Bei Gründung seiner orthopädischen Praxis im Jahr 1990 legte Dr. med. Kurze aufgrund seiner herausragenden Expertise den Schwerpunkt auf die ambulante Kniegelenksspiegelung in all ihren Formen.

Seit dem Beitritt von Dr. med. Lucas im Oktober 2015 hat sich das operative Spektrum sowohl bei den ambulanten als auch bei den stationären Eingriffen deutlich erweitert. Stationäre Eingriffe werden ausschließlich von Dr. med. Lucas im Evangelischen Krankenhaus Mülheim durchgeführt, wo er seit mehreren Jahren als Oberarzt der Klinik für Unfall-, Wirbelsäulenchirurgie und Orthopädie tätig ist.

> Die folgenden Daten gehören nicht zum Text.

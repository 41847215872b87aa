//! Auxiliary documents: environment snapshot and system metadata.
//!
//! Both are built once at startup and shared read-only between requests.

pub mod env;
pub mod system;

pub use env::EnvSnapshot;
pub use system::SystemInfo;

Wir stehen Ihnen zur Beantwortung Ihrer Fragen zu den einzelnen Therapieverfahren jederzeit zur Verfügung. Bitte sprechen Sie uns an.

Ambulant durchführbare Eingriffe ^

Knie- und Schulterspiegelung ^

Degenerative Veränderungen oder akute Verletzungen von Knie und Schulter können häufig konservativ therapiert werden. Sollten jedoch auf mechanischen Problemen (Meniskusriss, Knochensporn unter der Schulterhöhe) beruhende Beschwerden dauerhaft bestehen bleiben, hilft häufig ein kurzer Eingriff. In unserer Praxis besteht eine Expertise von insgesamt über 15000 Eingriffen dieser Art.

Die Gelenkspiegelung erfolgt in leichter Vollnarkose in Rücken- (Knie) oder Seitenlage (Schulter). Über millimetergroße Zugänge werden Kamera und unterschiedlichste Instrumente in das Gelenk eingeführt und so das Problem behoben.

Nach kurzer Erholungsphase verlässt der Patient die Praxis aus eigener Kraft. Am Folgetag werden die Befunde anhand von Bildmaterial ausführlich erörtert und das Nachbehandlungsschema besprochen. Die Weiterbehandlung erfolgt interdisziplinär.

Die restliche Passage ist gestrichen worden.